Extracted information START

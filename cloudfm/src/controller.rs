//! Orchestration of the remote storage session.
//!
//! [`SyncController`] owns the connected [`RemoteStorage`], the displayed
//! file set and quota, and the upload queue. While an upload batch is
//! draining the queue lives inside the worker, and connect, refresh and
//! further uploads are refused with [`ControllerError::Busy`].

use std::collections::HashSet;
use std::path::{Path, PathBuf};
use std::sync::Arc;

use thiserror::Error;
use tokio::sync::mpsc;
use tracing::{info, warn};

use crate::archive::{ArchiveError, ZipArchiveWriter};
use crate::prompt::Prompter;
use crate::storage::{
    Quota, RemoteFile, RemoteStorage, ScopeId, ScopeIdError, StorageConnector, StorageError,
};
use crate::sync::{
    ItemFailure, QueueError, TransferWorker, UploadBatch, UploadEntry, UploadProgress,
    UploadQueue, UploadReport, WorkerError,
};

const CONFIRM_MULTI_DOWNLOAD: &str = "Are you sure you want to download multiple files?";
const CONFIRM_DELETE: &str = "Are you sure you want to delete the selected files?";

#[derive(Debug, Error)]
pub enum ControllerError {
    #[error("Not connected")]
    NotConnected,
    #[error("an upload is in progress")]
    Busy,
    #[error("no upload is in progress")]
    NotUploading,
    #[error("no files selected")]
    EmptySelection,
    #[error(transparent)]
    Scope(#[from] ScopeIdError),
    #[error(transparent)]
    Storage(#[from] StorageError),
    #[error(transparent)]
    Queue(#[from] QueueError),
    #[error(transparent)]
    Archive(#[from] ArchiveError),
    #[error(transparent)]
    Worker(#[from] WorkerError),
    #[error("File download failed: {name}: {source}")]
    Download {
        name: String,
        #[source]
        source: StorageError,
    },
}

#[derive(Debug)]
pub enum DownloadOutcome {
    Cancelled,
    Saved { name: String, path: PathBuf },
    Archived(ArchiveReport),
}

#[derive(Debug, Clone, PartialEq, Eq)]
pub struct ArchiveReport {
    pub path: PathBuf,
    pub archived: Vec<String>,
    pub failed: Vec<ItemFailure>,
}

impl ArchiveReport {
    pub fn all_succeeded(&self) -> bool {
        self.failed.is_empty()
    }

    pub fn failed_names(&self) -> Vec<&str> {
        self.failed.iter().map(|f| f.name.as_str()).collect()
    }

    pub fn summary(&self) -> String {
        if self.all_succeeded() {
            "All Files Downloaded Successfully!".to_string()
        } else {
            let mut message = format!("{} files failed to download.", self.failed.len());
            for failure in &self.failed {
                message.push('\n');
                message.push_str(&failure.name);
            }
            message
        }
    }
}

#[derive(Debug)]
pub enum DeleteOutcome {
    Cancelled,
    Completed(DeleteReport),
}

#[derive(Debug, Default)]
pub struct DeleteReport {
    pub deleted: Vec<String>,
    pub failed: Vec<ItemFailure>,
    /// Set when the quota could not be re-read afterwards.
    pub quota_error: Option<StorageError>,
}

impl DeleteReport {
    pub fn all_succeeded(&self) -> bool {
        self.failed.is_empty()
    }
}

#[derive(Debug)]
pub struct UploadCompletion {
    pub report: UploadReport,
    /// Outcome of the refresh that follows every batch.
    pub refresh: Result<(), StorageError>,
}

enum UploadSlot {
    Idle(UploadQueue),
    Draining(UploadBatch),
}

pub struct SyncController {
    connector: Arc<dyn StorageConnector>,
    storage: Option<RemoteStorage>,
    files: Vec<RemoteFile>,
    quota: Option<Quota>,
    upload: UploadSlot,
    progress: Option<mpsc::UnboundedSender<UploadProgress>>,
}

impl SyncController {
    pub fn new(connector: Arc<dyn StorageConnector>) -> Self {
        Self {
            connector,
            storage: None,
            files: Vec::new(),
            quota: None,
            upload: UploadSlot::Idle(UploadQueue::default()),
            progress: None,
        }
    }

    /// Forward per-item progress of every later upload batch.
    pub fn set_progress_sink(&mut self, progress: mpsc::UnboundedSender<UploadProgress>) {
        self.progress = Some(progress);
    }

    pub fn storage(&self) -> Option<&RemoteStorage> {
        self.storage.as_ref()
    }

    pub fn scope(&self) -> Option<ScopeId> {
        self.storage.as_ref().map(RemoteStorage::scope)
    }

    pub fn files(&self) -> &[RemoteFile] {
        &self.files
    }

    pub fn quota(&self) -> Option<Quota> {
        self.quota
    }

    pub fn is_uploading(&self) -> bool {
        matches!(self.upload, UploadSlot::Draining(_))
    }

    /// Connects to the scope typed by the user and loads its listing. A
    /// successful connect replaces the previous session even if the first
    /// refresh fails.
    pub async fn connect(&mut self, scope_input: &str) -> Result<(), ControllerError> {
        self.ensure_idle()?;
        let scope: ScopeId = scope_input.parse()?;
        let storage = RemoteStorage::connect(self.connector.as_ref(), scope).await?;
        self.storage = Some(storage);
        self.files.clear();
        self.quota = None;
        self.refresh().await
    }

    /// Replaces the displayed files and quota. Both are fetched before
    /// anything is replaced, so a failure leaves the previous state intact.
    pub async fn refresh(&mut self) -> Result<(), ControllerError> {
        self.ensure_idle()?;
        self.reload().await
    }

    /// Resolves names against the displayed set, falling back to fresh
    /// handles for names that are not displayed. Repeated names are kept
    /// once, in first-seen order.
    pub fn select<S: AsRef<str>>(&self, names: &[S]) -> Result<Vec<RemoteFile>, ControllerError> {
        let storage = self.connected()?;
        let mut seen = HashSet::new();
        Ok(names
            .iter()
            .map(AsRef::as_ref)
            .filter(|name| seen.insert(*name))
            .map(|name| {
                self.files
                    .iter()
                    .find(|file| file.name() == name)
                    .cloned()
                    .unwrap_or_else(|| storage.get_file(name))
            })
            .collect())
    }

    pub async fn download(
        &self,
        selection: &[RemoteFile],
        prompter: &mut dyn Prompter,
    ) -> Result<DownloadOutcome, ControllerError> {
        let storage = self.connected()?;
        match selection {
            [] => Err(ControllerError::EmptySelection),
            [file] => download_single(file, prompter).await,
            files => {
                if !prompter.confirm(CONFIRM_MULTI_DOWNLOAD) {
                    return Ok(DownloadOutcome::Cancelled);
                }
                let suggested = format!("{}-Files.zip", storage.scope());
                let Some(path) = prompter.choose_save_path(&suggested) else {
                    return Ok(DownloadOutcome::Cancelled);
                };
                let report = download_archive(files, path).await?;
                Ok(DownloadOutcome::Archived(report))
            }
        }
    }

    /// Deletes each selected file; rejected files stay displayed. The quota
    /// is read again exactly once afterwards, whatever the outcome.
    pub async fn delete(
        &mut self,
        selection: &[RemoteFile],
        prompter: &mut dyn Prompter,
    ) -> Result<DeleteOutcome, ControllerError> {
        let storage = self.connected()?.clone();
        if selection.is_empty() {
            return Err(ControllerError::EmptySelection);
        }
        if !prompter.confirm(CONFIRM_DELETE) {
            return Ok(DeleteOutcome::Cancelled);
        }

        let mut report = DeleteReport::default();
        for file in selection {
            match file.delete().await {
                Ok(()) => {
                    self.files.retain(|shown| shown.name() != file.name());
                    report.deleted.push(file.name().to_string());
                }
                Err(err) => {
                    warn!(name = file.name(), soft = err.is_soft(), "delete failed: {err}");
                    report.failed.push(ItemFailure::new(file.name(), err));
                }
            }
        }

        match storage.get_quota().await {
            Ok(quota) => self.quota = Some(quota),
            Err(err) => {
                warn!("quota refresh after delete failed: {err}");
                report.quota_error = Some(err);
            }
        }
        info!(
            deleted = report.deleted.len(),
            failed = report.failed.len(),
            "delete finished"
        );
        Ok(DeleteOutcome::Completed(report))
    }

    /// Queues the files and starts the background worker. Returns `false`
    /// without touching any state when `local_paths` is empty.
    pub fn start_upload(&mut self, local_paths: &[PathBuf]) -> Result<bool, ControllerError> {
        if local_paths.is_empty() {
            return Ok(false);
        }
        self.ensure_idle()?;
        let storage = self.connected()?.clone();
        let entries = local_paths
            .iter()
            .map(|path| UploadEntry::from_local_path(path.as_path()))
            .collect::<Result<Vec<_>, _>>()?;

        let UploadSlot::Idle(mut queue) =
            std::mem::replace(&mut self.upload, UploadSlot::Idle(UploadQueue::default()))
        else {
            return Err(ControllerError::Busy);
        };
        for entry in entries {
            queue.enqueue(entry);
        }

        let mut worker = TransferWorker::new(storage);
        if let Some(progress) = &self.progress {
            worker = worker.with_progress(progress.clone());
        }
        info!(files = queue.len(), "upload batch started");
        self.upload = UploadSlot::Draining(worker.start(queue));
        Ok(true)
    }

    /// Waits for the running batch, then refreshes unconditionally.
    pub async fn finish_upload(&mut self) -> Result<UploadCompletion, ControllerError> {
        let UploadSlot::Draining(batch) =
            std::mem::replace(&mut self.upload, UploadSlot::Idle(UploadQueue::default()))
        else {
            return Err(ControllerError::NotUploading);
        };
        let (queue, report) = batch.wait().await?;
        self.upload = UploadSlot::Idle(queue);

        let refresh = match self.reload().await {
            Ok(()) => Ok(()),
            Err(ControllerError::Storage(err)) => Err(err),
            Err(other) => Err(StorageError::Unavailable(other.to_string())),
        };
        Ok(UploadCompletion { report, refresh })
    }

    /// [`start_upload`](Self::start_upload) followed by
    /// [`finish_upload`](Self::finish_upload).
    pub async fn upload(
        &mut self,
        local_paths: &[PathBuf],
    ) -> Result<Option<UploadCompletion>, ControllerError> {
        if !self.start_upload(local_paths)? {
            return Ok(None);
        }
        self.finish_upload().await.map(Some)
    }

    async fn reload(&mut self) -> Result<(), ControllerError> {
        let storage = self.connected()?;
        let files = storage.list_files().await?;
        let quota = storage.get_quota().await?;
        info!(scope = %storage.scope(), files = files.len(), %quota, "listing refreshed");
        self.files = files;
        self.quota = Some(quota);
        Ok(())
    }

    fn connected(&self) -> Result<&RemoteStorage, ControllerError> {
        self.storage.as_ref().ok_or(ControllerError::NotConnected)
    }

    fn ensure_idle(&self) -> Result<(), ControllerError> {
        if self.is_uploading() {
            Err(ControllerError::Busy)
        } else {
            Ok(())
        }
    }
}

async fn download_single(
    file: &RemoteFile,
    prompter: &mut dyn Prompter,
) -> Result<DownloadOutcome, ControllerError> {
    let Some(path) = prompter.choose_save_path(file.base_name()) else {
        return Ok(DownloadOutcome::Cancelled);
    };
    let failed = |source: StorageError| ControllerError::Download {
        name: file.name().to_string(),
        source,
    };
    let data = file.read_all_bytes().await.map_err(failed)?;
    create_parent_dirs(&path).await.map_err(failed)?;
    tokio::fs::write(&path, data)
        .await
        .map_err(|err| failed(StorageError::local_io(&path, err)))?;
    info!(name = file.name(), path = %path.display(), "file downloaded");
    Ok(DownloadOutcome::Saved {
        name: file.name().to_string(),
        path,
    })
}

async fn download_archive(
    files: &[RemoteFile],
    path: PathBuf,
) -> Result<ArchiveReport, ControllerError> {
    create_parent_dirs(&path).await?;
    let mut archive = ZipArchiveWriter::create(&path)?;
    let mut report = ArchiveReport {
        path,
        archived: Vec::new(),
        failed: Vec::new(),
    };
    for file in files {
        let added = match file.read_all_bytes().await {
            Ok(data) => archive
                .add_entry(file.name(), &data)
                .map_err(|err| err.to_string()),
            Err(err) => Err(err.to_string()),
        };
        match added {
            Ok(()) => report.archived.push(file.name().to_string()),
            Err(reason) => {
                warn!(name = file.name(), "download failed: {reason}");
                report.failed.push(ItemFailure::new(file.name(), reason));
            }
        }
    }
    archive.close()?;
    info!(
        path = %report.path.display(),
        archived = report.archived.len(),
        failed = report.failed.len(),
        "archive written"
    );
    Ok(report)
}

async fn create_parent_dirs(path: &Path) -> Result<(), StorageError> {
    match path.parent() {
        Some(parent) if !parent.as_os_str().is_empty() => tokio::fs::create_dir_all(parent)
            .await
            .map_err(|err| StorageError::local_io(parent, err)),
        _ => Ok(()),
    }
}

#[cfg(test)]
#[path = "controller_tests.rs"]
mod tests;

Extracted information END

§ Problem statement:
If a line above holds the string "ItemFailure", copy it out.

§ Result of the exercise:
    ItemFailure, QueueError, TransferWorker, UploadBatch, UploadEntry, UploadProgress,
    pub failed: Vec<ItemFailure>,
    pub failed: Vec<ItemFailure>,
                    report.failed.push(ItemFailure::new(file.name(), err));
                report.failed.push(ItemFailure::new(file.name(), reason));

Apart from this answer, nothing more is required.